Na manhã desta sexta-feira, dia 1º de novembro, a Polícia Federal deflagrou a “Operação Mácula”, para investigar a origem e autoria do derramamento de óleo no Litoral do Nordeste, próximo ao Rio Grande do Norte.
EXCLUSIVO - Novas pistas podem esclarecer definitivamente origem do óleo no Nordeste
O desastre ambiental já atingiu mais de 643 localidades, desde 30 de agosto de 2019. A Polícia Federal afirma ter identificado uma imagem de satélite, do dia 29 de julho, relacionada a uma mancha de óleo, a 733,2 km da Costa brasileira, a leste da Paraíba.
Em nota, a Marinha do Brasil afirmou que o navio petroleiro Bouboulina, de origem grega, é o principal suspeito, pois navegava na área de surgimento da mancha, naquele dia, transportando petróleo cru, oriundo da Venezuela. As investigações continuam.

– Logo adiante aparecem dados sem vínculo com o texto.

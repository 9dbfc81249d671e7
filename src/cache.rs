/*!
 * Bounded, TTL'd result cache
 *
 * Holds query results of any type keyed by string. Entries expire a fixed
 * time after creation and are removed lazily on access or by the periodic
 * sweep. When an insert would exceed the entry or byte bound, the
 * least-recently-accessed 20% of entries are evicted in one batch.
 *
 * Sizes are estimated from the JSON encoding of the value; an estimate that
 * cannot be computed counts as zero.
 */

use parking_lot::Mutex;
use serde::Serialize;
use std::any::Any;
use std::collections::HashMap;
use std::sync::Arc;
use std::time::Duration;
use tokio::time::Instant;
use tracing::{debug, trace};

use crate::error::EstimationError;

/// Fraction of entries removed by one eviction batch
const EVICTION_FRACTION: f64 = 0.2;

pub(crate) type SharedValue = Arc<dyn Any + Send + Sync>;

struct CacheEntry {
    value: SharedValue,
    created_at: Instant,
    last_accessed_at: Instant,
    /// Logical access clock; orders entries even when `Instant`s tie
    last_access_seq: u64,
    access_count: u64,
    size_bytes: usize,
    ttl: Duration,
}

impl CacheEntry {
    fn is_expired(&self, now: Instant) -> bool {
        now.saturating_duration_since(self.created_at) > self.ttl
    }

    fn touch(&mut self, now: Instant, seq: u64) {
        self.last_accessed_at = now;
        self.last_access_seq = seq;
        self.access_count += 1;
    }
}

/// Cache statistics snapshot
#[derive(Debug, Clone, PartialEq, Serialize)]
pub struct CacheStats {
    pub entries: usize,
    pub bytes: usize,
    pub max_entries: usize,
    pub max_bytes: usize,
    pub default_ttl: Duration,
    pub hits: u64,
    pub misses: u64,
    pub evictions: u64,
    pub expirations: u64,
    pub invalidations: u64,
}

impl CacheStats {
    pub fn hit_rate(&self) -> f64 {
        let lookups = self.hits + self.misses;
        if lookups == 0 {
            0.0
        } else {
            self.hits as f64 / lookups as f64
        }
    }
}

struct CacheInner {
    entries: HashMap<String, CacheEntry>,
    total_bytes: usize,
    max_entries: usize,
    max_bytes: usize,
    default_ttl: Duration,
    access_seq: u64,
    hits: u64,
    misses: u64,
    evictions: u64,
    expirations: u64,
    invalidations: u64,
}

impl CacheInner {
    fn next_seq(&mut self) -> u64 {
        self.access_seq += 1;
        self.access_seq
    }

    fn remove(&mut self, key: &str) -> Option<CacheEntry> {
        let entry = self.entries.remove(key)?;
        self.total_bytes = self.total_bytes.saturating_sub(entry.size_bytes);
        Some(entry)
    }

    /// Remove the least-recently-accessed 20% (at least one)
    fn evict_batch(&mut self) -> usize {
        let count = ((self.entries.len() as f64 * EVICTION_FRACTION).ceil() as usize).max(1);

        let mut by_recency: Vec<(u64, String)> = self
            .entries
            .iter()
            .map(|(k, e)| (e.last_access_seq, k.clone()))
            .collect();
        by_recency.sort_unstable_by_key(|(seq, _)| *seq);

        let mut evicted = 0;
        for (_, key) in by_recency.into_iter().take(count) {
            if self.remove(&key).is_some() {
                evicted += 1;
            }
        }
        self.evictions += evicted as u64;
        evicted
    }

    /// Evict until `extra_entries` more entries of `extra_bytes` fit
    fn make_room(&mut self, extra_entries: usize, extra_bytes: usize) {
        while !self.entries.is_empty()
            && (self.entries.len() + extra_entries > self.max_entries
                || self.total_bytes + extra_bytes > self.max_bytes)
        {
            let evicted = self.evict_batch();
            debug!(
                evicted,
                remaining = self.entries.len(),
                bytes = self.total_bytes,
                "Evicted least-recently-used cache entries"
            );
        }
    }
}

/// Heterogeneous result cache
pub struct ResultCache {
    inner: Mutex<CacheInner>,
}

impl ResultCache {
    pub fn new(max_entries: usize, max_bytes: usize, default_ttl: Duration) -> Self {
        Self {
            inner: Mutex::new(CacheInner {
                entries: HashMap::new(),
                total_bytes: 0,
                max_entries: max_entries.max(1),
                max_bytes,
                default_ttl,
                access_seq: 0,
                hits: 0,
                misses: 0,
                evictions: 0,
                expirations: 0,
                invalidations: 0,
            }),
        }
    }

    /// Look up a value. A missing, expired or differently-typed entry is a miss.
    pub fn get<T>(&self, key: &str) -> Option<T>
    where
        T: Clone + Send + Sync + 'static,
    {
        let now = Instant::now();
        let mut inner = self.inner.lock();

        let expired = match inner.entries.get(key) {
            None => {
                inner.misses += 1;
                return None;
            }
            Some(entry) => entry.is_expired(now),
        };

        if expired {
            inner.remove(key);
            inner.expirations += 1;
            inner.misses += 1;
            trace!(key, "Cache entry expired on access");
            return None;
        }

        let seq = inner.next_seq();
        let value = inner.entries.get_mut(key).and_then(|entry| {
            let value = entry.value.downcast_ref::<T>().cloned();
            if value.is_some() {
                entry.touch(now, seq);
            }
            value
        });

        if value.is_some() {
            inner.hits += 1;
        } else {
            inner.misses += 1;
            debug!(key, "Cached value has a different type, treating as miss");
        }
        value
    }

    /// Store a value, evicting old entries first if a bound would be exceeded.
    ///
    /// A value whose estimated size alone exceeds the byte bound is not cached.
    pub fn set<T>(&self, key: &str, value: T, ttl: Option<Duration>)
    where
        T: Serialize + Send + Sync + 'static,
    {
        let size = match estimate_bytes(&value) {
            Ok(size) => size,
            Err(e) => {
                debug!(key, error = %e, "Cache size estimate failed, counting as zero");
                0
            }
        };
        self.insert(key, Arc::new(value), size, ttl);
    }

    pub(crate) fn insert(
        &self,
        key: &str,
        value: SharedValue,
        size_bytes: usize,
        ttl: Option<Duration>,
    ) {
        let now = Instant::now();
        let mut inner = self.inner.lock();

        if size_bytes > inner.max_bytes {
            debug!(
                key,
                size_bytes,
                max_bytes = inner.max_bytes,
                "Value larger than cache byte bound, not cached"
            );
            return;
        }

        inner.remove(key);
        inner.make_room(1, size_bytes);

        let ttl = ttl.unwrap_or(inner.default_ttl);
        let seq = inner.next_seq();
        inner.total_bytes += size_bytes;
        inner.entries.insert(
            key.to_string(),
            CacheEntry {
                value,
                created_at: now,
                last_accessed_at: now,
                last_access_seq: seq,
                access_count: 0,
                size_bytes,
                ttl,
            },
        );
    }

    /// Remove every entry whose key contains `pattern`. Returns the number removed.
    pub fn invalidate(&self, pattern: &str) -> usize {
        let mut inner = self.inner.lock();
        let keys: Vec<String> = inner
            .entries
            .keys()
            .filter(|k| k.contains(pattern))
            .cloned()
            .collect();

        for key in &keys {
            inner.remove(key);
        }
        inner.invalidations += keys.len() as u64;

        if !keys.is_empty() {
            debug!(pattern, removed = keys.len(), "Invalidated cache entries");
        }
        keys.len()
    }

    pub fn clear(&self) {
        let mut inner = self.inner.lock();
        inner.entries.clear();
        inner.total_bytes = 0;
    }

    /// Remove every expired entry. Returns the number removed.
    pub fn sweep_expired(&self) -> usize {
        let now = Instant::now();
        let mut inner = self.inner.lock();
        let expired: Vec<String> = inner
            .entries
            .iter()
            .filter(|(_, e)| e.is_expired(now))
            .map(|(k, _)| k.clone())
            .collect();

        for key in &expired {
            inner.remove(key);
        }
        inner.expirations += expired.len() as u64;
        expired.len()
    }

    /// TTL applied to entries stored without an override from now on
    pub fn set_default_ttl(&self, ttl: Duration) {
        self.inner.lock().default_ttl = ttl;
    }

    pub fn default_ttl(&self) -> Duration {
        self.inner.lock().default_ttl
    }

    /// Change the bounds; shrinking evicts immediately.
    pub fn set_limits(&self, max_entries: usize, max_bytes: usize) {
        let mut inner = self.inner.lock();
        inner.max_entries = max_entries.max(1);
        inner.max_bytes = max_bytes;
        inner.make_room(0, 0);
    }

    pub fn len(&self) -> usize {
        self.inner.lock().entries.len()
    }

    pub fn is_empty(&self) -> bool {
        self.inner.lock().entries.is_empty()
    }

    /// How often a live entry has been read, if present
    pub fn access_count(&self, key: &str) -> Option<u64> {
        self.inner.lock().entries.get(key).map(|e| e.access_count)
    }

    /// Time since a live entry was last read or written, if present
    pub fn idle_for(&self, key: &str) -> Option<Duration> {
        let now = Instant::now();
        self.inner
            .lock()
            .entries
            .get(key)
            .map(|e| now.saturating_duration_since(e.last_accessed_at))
    }

    pub fn metrics(&self) -> CacheStats {
        let inner = self.inner.lock();
        CacheStats {
            entries: inner.entries.len(),
            bytes: inner.total_bytes,
            max_entries: inner.max_entries,
            max_bytes: inner.max_bytes,
            default_ttl: inner.default_ttl,
            hits: inner.hits,
            misses: inner.misses,
            evictions: inner.evictions,
            expirations: inner.expirations,
            invalidations: inner.invalidations,
        }
    }
}

impl std::fmt::Debug for ResultCache {
    fn fmt(&self, f: &mut std::fmt::Formatter<'_>) -> std::fmt::Result {
        let inner = self.inner.lock();
        f.debug_struct("ResultCache")
            .field("entries", &inner.entries.len())
            .field("bytes", &inner.total_bytes)
            .finish()
    }
}

pub(crate) fn estimate_bytes<T: Serialize + ?Sized>(value: &T) -> Result<usize, EstimationError> {
    Ok(serde_json::to_vec(value)?.len())
}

Especialistas da organização norte-americana Skytruth, especializada em análises do mar, avaliaram que as imagens divulgadas pelas autoridades brasileiras não indica óleo e que o navio grego Bouboulina não originou o derramamento. A análise daquela organização, que reúne empresas como Google e Oceana, confirma as hipóteses do Lapis. Leia mais neste artigo.

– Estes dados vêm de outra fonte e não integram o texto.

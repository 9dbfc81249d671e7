//! Bounded alert log.
//!
//! Alerts are kept oldest-first and dropped when the log exceeds its
//! capacity or an alert grows older than the maximum age.

use chrono::{DateTime, Utc};
use serde::Serialize;
use std::collections::VecDeque;
use std::fmt;

#[derive(Debug, Clone, Copy, PartialEq, Eq, PartialOrd, Ord, Serialize)]
#[serde(rename_all = "lowercase")]
pub enum AlertLevel {
    Info,
    Warning,
    Critical,
    Emergency,
}

impl fmt::Display for AlertLevel {
    fn fmt(&self, f: &mut fmt::Formatter<'_>) -> fmt::Result {
        match self {
            AlertLevel::Info => write!(f, "info"),
            AlertLevel::Warning => write!(f, "warning"),
            AlertLevel::Critical => write!(f, "critical"),
            AlertLevel::Emergency => write!(f, "emergency"),
        }
    }
}

/// Quota figures at the time an alert was raised
#[derive(Debug, Clone, Copy, PartialEq, Serialize)]
pub struct QuotaSnapshot {
    pub used_mb: f64,
    pub max_mb: f64,
    pub utilization_pct: f64,
}

#[derive(Debug, Clone, Serialize)]
pub struct Alert {
    pub level: AlertLevel,
    pub message: String,
    pub timestamp: DateTime<Utc>,
    pub snapshot: QuotaSnapshot,
    pub recommendations: Vec<String>,
}

impl Alert {
    pub fn new(level: AlertLevel, message: impl Into<String>, snapshot: QuotaSnapshot) -> Self {
        Self {
            level,
            message: message.into(),
            timestamp: Utc::now(),
            snapshot,
            recommendations: Vec::new(),
        }
    }

    pub fn with_recommendations(mut self, recommendations: Vec<String>) -> Self {
        self.recommendations = recommendations;
        self
    }
}

#[derive(Debug)]
pub struct AlertLog {
    entries: VecDeque<Alert>,
    capacity: usize,
    max_age: chrono::Duration,
    total_recorded: u64,
    total_dropped: u64,
}

impl AlertLog {
    pub fn new(capacity: usize, max_age: std::time::Duration) -> Self {
        Self {
            entries: VecDeque::with_capacity(capacity.min(128)),
            capacity: capacity.max(1),
            max_age: to_chrono(max_age),
            total_recorded: 0,
            total_dropped: 0,
        }
    }

    /// Record an alert, dropping the oldest entries past capacity or age
    pub fn push(&mut self, alert: Alert) {
        self.total_recorded += 1;
        let now = alert.timestamp;
        self.entries.push_back(alert);
        self.prune(now);
    }

    /// Drop entries past capacity or older than the maximum age at `now`
    pub fn prune(&mut self, now: DateTime<Utc>) {
        while self.entries.len() > self.capacity {
            self.entries.pop_front();
            self.total_dropped += 1;
        }
        while let Some(front) = self.entries.front() {
            if now.signed_duration_since(front.timestamp) > self.max_age {
                self.entries.pop_front();
                self.total_dropped += 1;
            } else {
                break;
            }
        }
    }

    pub fn set_bounds(&mut self, capacity: usize, max_age: std::time::Duration) {
        self.capacity = capacity.max(1);
        self.max_age = to_chrono(max_age);
        self.prune(Utc::now());
    }

    /// Most recent alerts, newest last
    pub fn recent(&self, limit: usize) -> Vec<Alert> {
        let skip = self.entries.len().saturating_sub(limit);
        self.entries.iter().skip(skip).cloned().collect()
    }

    pub fn all(&self) -> Vec<Alert> {
        self.entries.iter().cloned().collect()
    }

    pub fn len(&self) -> usize {
        self.entries.len()
    }

    pub fn is_empty(&self) -> bool {
        self.entries.is_empty()
    }

    pub fn total_recorded(&self) -> u64 {
        self.total_recorded
    }

    pub fn total_dropped(&self) -> u64 {
        self.total_dropped
    }
}

fn to_chrono(d: std::time::Duration) -> chrono::Duration {
    chrono::Duration::from_std(d).unwrap_or(chrono::Duration::MAX)
}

A petroleira Delta Tankers, responsável pelo navio-tanque Bouboulina, afirmou, por meio de nota, no dia 02 de novembro, não haver provas de que o navio vazou óleo na Costa do Brasil. Também informou que a empresa não foi procurada por autoridades brasileiras.
A Delta Tankers assegurou ainda que não há indícios de que o navio tenha parado, realizado qualquer tipo de transferência de um navio para outro, desacelerado ou desviado de rota, em seu caminho da Venezuela à Malásia. "O navio descarregou toda a carga na Malásia, sem qualquer falta", diz o texto.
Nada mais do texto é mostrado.